## What this task involves
In the records below, count each line where the word "BrokerRejected" appears, and reply with that number only.

## Information given

impl InMemoryBroadcastRepository {
    pub fn new() -> Self {
        Self::default()
    }

    /// Store a broadcast as-is
    pub async fn insert(&self, broadcast: Broadcast) {
        self.broadcasts
            .write()
            .await
            .insert(key(&broadcast.workspace_id, &broadcast.id), broadcast);
    }

    /// Current committed state, bypassing failure injection
    pub async fn snapshot(&self, workspace_id: &str, id: &str) -> Option<Broadcast> {
        self.broadcasts.read().await.get(&key(workspace_id, id)).cloned()
    }
}

struct MemoryBroadcastTx<'a> {
    repo: &'a InMemoryBroadcastRepository,
    pending: HashMap<Key, Broadcast>,
}

#[async_trait]
impl BroadcastTx for MemoryBroadcastTx<'_> {
    async fn get_broadcast(&mut self, workspace_id: &str, id: &str) -> Result<Broadcast> {
        let k = key(workspace_id, id);
        if let Some(pending) = self.pending.get(&k) {
            return Ok(pending.clone());
        }
        self.repo
            .broadcasts
            .read()
            .await
            .get(&k)
            .cloned()
            .ok_or_else(|| Error::BroadcastNotFound(id.to_string()))
    }

    async fn update_broadcast(&mut self, broadcast: &Broadcast) -> Result<()> {
        self.repo.fail_update.check()?;
        let k = key(&broadcast.workspace_id, &broadcast.id);
        if !self.pending.contains_key(&k) && !self.repo.broadcasts.read().await.contains_key(&k) {
            return Err(Error::BroadcastNotFound(broadcast.id.clone()));
        }
        self.pending.insert(k, broadcast.clone());
        Ok(())
    }
}

#[async_trait]
impl BroadcastRepository for InMemoryBroadcastRepository {
    async fn create_broadcast(&self, broadcast: &Broadcast) -> Result<()> {
        let mut broadcasts = self.broadcasts.write().await;
        let k = key(&broadcast.workspace_id, &broadcast.id);
        if broadcasts.contains_key(&k) {
            return Err(Error::Database(format!(
                "duplicate broadcast id {}",
                broadcast.id
            )));
        }
        broadcasts.insert(k, broadcast.clone());
        Ok(())
    }

    async fn get_broadcast(&self, workspace_id: &str, id: &str) -> Result<Broadcast> {
        self.broadcasts
            .read()
            .await
            .get(&key(workspace_id, id))
            .cloned()
            .ok_or_else(|| Error::BroadcastNotFound(id.to_string()))
    }

    async fn update_broadcast(&self, broadcast: &Broadcast) -> Result<()> {
        self.fail_update.check()?;
        let mut broadcasts = self.broadcasts.write().await;
        match broadcasts.get_mut(&key(&broadcast.workspace_id, &broadcast.id)) {
            Some(stored) => {
                *stored = broadcast.clone();
                Ok(())
            }
            None => Err(Error::BroadcastNotFound(broadcast.id.clone())),
        }
    }

    async fn delete_broadcast(&self, workspace_id: &str, id: &str) -> Result<()> {
        self.broadcasts
            .write()
            .await
            .remove(&key(workspace_id, id))
            .map(|_| ())
            .ok_or_else(|| Error::BroadcastNotFound(id.to_string()))
    }

    async fn list_broadcasts(&self, params: &ListBroadcastsParams) -> Result<BroadcastPage> {
        let broadcasts = self.broadcasts.read().await;
        let mut matching: Vec<Broadcast> = broadcasts
            .values()
            .filter(|b| b.workspace_id == params.workspace_id)
            .filter(|b| params.status.map_or(true, |s| b.status == s))
            .cloned()
            .collect();
        matching.sort_by(|a, b| b.created_at.cmp(&a.created_at));

        Ok(BroadcastPage {
            total_count: matching.len() as i64,
            broadcasts: page(&matching, params.pagination),
        })
    }

    async fn with_transaction(&self, _workspace_id: &str, work: TxWork) -> Result<Broadcast> {
        let _guard = self.tx_lock.lock().await;
        self.fail_begin.check()?;

        let mut tx = MemoryBroadcastTx {
            repo: self,
            pending: HashMap::new(),
        };
        let result = work(&mut tx).await;

        if result.is_ok() {
            let mut broadcasts = self.broadcasts.write().await;
            broadcasts.extend(tx.pending);
        }
        result
    }
}

/// In-memory webhook event repository
#[derive(Default)]
pub struct InMemoryWebhookEventRepository {
    events: RwLock<Vec<(String, WebhookEvent)>>,
    pub fail_store: Failure,
}

impl InMemoryWebhookEventRepository {
    pub fn new() -> Self {
        Self::default()
    }

    /// Every stored event for a workspace, in insertion order
    pub async fn all(&self, workspace_id: &str) -> Vec<WebhookEvent> {
        self.events
            .read()
            .await
            .iter()
            .filter(|(ws, _)| ws == workspace_id)
            .map(|(_, e)| e.clone())
            .collect()
    }

    async fn matching<F>(&self, workspace_id: &str, predicate: F) -> Vec<WebhookEvent>
    where
        F: Fn(&WebhookEvent) -> bool,
    {
        let mut events: Vec<WebhookEvent> = self
            .events
            .read()
            .await
            .iter()
            .filter(|(ws, e)| ws == workspace_id && predicate(e))
            .map(|(_, e)| e.clone())
            .collect();
        events.sort_by(|a, b| b.timestamp.cmp(&a.timestamp));
        events
    }
}
//! Configuration for Notifuse

use serde::{Deserialize, Serialize};
use std::path::{Path, PathBuf};

/// Environment variable pointing at an explicit config file
pub const CONFIG_ENV_VAR: &str = "NOTIFUSE_CONFIG";

/// Main configuration structure
#[derive(Debug, Clone, Serialize, Deserialize)]
pub struct Config {
    /// Server configuration
    #[serde(default)]
    pub server: ServerConfig,

    /// Database configuration
    pub database: DatabaseConfig,

    /// API configuration
    #[serde(default)]
    pub api: ApiConfig,

    /// Logging configuration
    #[serde(default)]
    pub logging: LoggingConfig,

    /// API key authentication
    #[serde(default)]
    pub auth: AuthConfig,

    /// Inbound provider webhook handling
    #[serde(default)]
    pub webhooks: WebhookConfig,

    /// Open/click tracking and unsubscribe links
    #[serde(default)]
    pub tracking: TrackingConfig,
}

/// Server configuration
#[derive(Debug, Clone, Serialize, Deserialize)]
pub struct ServerConfig {
    /// Bind address
    #[serde(default = "default_bind_address")]
    pub bind_address: String,
}

impl Default for ServerConfig {
    fn default() -> Self {
        Self {
            bind_address: default_bind_address(),
        }
    }
}

fn default_bind_address() -> String {
    "0.0.0.0".to_string()
}

/// Database configuration
#[derive(Debug, Clone, Serialize, Deserialize)]
pub struct DatabaseConfig {
    /// PostgreSQL connection URL
    pub url: String,

    /// Maximum connections
    #[serde(default = "default_max_connections")]
    pub max_connections: u32,

    /// Minimum connections
    #[serde(default = "default_min_connections")]
    pub min_connections: u32,

    /// Run embedded migrations on startup
    #[serde(default = "default_run_migrations")]
    pub run_migrations: bool,
}

fn default_max_connections() -> u32 {
    20
}

fn default_min_connections() -> u32 {
    2
}

fn default_run_migrations() -> bool {
    true
}

/// API configuration
#[derive(Debug, Clone, Serialize, Deserialize)]
pub struct ApiConfig {
    /// API port
    #[serde(default = "default_api_port")]
    pub port: u16,

    /// Per-request timeout in seconds; bounds how long a lifecycle
    /// operation may wait for its event acknowledgement
    #[serde(default = "default_request_timeout")]
    pub request_timeout_secs: u64,
}

impl Default for ApiConfig {
    fn default() -> Self {
        Self {
            port: default_api_port(),
            request_timeout_secs: default_request_timeout(),
        }
    }
}

fn default_api_port() -> u16 {
    8080
}

fn default_request_timeout() -> u64 {
    30
}

/// Logging configuration
#[derive(Debug, Clone, Serialize, Deserialize)]
pub struct LoggingConfig {
    /// Log level
    #[serde(default = "default_log_level")]
    pub level: String,

    /// Log format: "json" or "text"
    #[serde(default = "default_log_format")]
    pub format: String,
}

impl Default for LoggingConfig {
    fn default() -> Self {
        Self {
            level: default_log_level(),
            format: default_log_format(),
        }
    }
}

fn default_log_level() -> String {
    "info".to_string()
}

fn default_log_format() -> String {
    "json".to_string()
}

/// API key authentication configuration
#[derive(Debug, Clone, Default, Serialize, Deserialize)]
pub struct AuthConfig {
    #[serde(default)]
    pub api_keys: Vec<ApiKeyConfig>,
}

/// One API key granting access to a workspace
#[derive(Debug, Clone, Serialize, Deserialize)]
pub struct ApiKeyConfig {
    /// Workspace the key is scoped to
    pub workspace_id: String,

    /// User the key acts as
    pub user_id: String,

    /// Human-readable label
    pub name: Option<String>,

    /// Argon2 PHC string or legacy SHA-256 hex digest of the key
    pub key_hash: String,
}

/// Webhook ingestion configuration
#[derive(Debug, Clone, Serialize, Deserialize)]
pub struct WebhookConfig {
    /// Only confirm SNS subscriptions against https amazonaws.com hosts
    #[serde(default = "default_verify_sns_subscribe_host")]
    pub verify_sns_subscribe_host: bool,

    /// Timeout for outbound confirmation requests in seconds
    #[serde(default = "default_http_timeout")]
    pub http_timeout_secs: u64,
}

impl Default for WebhookConfig {
    fn default() -> Self {
        Self {
            verify_sns_subscribe_host: default_verify_sns_subscribe_host(),
            http_timeout_secs: default_http_timeout(),
        }
    }
}

fn default_verify_sns_subscribe_host() -> bool {
    true
}

fn default_http_timeout() -> u64 {
    10
}

/// Tracking configuration
#[derive(Debug, Clone, Serialize, Deserialize)]
pub struct TrackingConfig {
    /// Public base URL serving open pixels and unsubscribe pages
    pub endpoint: Option<String>,

    /// Secret used to sign unsubscribe tokens
    #[serde(default = "default_unsubscribe_secret")]
    pub unsubscribe_secret: String,
}

impl Default for TrackingConfig {
    fn default() -> Self {
        Self {
            endpoint: None,
            unsubscribe_secret: default_unsubscribe_secret(),
        }
    }
}

fn default_unsubscribe_secret() -> String {
    "change-me".to_string()
}

impl Config {
    /// Load configuration from file
    pub fn from_file(path: &Path) -> crate::Result<Self> {
        let content = std::fs::read_to_string(path)
            .map_err(|e| crate::Error::Config(format!("Failed to read config file: {}", e)))?;

        Self::from_toml(&content)
    }

    /// Parse configuration from a TOML document
    pub fn from_toml(content: &str) -> crate::Result<Self> {
        toml::from_str(content)
            .map_err(|e| crate::Error::Config(format!("Failed to parse config: {}", e)))
    }

    /// Load configuration from `$NOTIFUSE_CONFIG` or the default locations
    pub fn load() -> crate::Result<Self> {
        if let Ok(path) = std::env::var(CONFIG_ENV_VAR) {
            return Self::from_file(Path::new(&path));
        }

        let paths = [
            PathBuf::from("./config.toml"),
            PathBuf::from("/etc/notifuse/config.toml"),
        ];

        for path in paths {
            if path.exists() {
                return Self::from_file(&path);
            }
        }

        Err(crate::Error::Config(
            "No configuration file found".to_string(),
        ))
    }
}
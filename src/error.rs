//! Error taxonomy for provisioning, submission and delivery.

use std::fmt;

/// Failure to list or create the target topic. Never fatal: the caller logs
/// it and starts producing anyway.
#[derive(thiserror::Error, Debug, Clone, PartialEq, Eq)]
pub enum ProvisionError {
    #[error("timed out waiting for the broker")]
    Timeout,
    #[error("broker unreachable: {0}")]
    BrokerUnreachable(String),
    #[error("create of topic '{topic}' rejected: {reason}")]
    CreateRejected { topic: String, reason: String },
}

/// Failure to hand a record to the client. Caught at the worker loop
/// boundary; the loop continues.
#[derive(thiserror::Error, Debug, Clone, PartialEq, Eq)]
pub enum SubmissionError {
    #[error("send buffer full")]
    BufferFull,
    #[error("serialization: {0}")]
    Serialization(String),
    #[error("connection lost: {0}")]
    ConnectionLost(String),
    #[error("rejected by client: {0}")]
    Rejected(String),
}

impl SubmissionError {
    pub fn is_transient(&self) -> bool {
        matches!(self, Self::BufferFull | Self::ConnectionLost(_))
    }
}

/// Errors raised while building broker clients.
#[derive(thiserror::Error, Debug)]
pub enum BrokerError {
    #[error("connect: {0}")]
    Connect(String),
    #[error("client: {0}")]
    Client(String),
}

#[derive(thiserror::Error, Debug)]
pub enum ConfigError {
    #[error("read {path}: {source}")]
    Read {
        path: String,
        #[source]
        source: std::io::Error,
    },
    #[error("parse: {0}")]
    Parse(#[from] serde_yaml::Error),
    #[error("invalid {field}: {reason}")]
    Invalid { field: &'static str, reason: String },
}

/// Why an accepted submission was not acknowledged.
#[derive(Debug, Clone, Copy, PartialEq, Eq)]
pub enum DeliveryErrorKind {
    BrokerRejected,
    Timeout,
    /// The client was dropped before the acknowledgment arrived.
    Cancelled,
}

impl fmt::Display for DeliveryErrorKind {
    fn fmt(&self, f: &mut fmt::Formatter<'_>) -> fmt::Result {
        let s = match self {
            Self::BrokerRejected => "broker_rejected",
            Self::Timeout => "timeout",
            Self::Cancelled => "cancelled",
        };
        f.write_str(s)
    }
}

#[cfg(test)]
mod tests {
    use super::*;

    #[test]
    fn transient_submission_errors() {
        assert!(SubmissionError::BufferFull.is_transient());
        assert!(SubmissionError::ConnectionLost("reset".into()).is_transient());
        assert!(!SubmissionError::Serialization("bad".into()).is_transient());
        assert!(!SubmissionError::Rejected("too large".into()).is_transient());
    }
}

## Solution to this exercise
2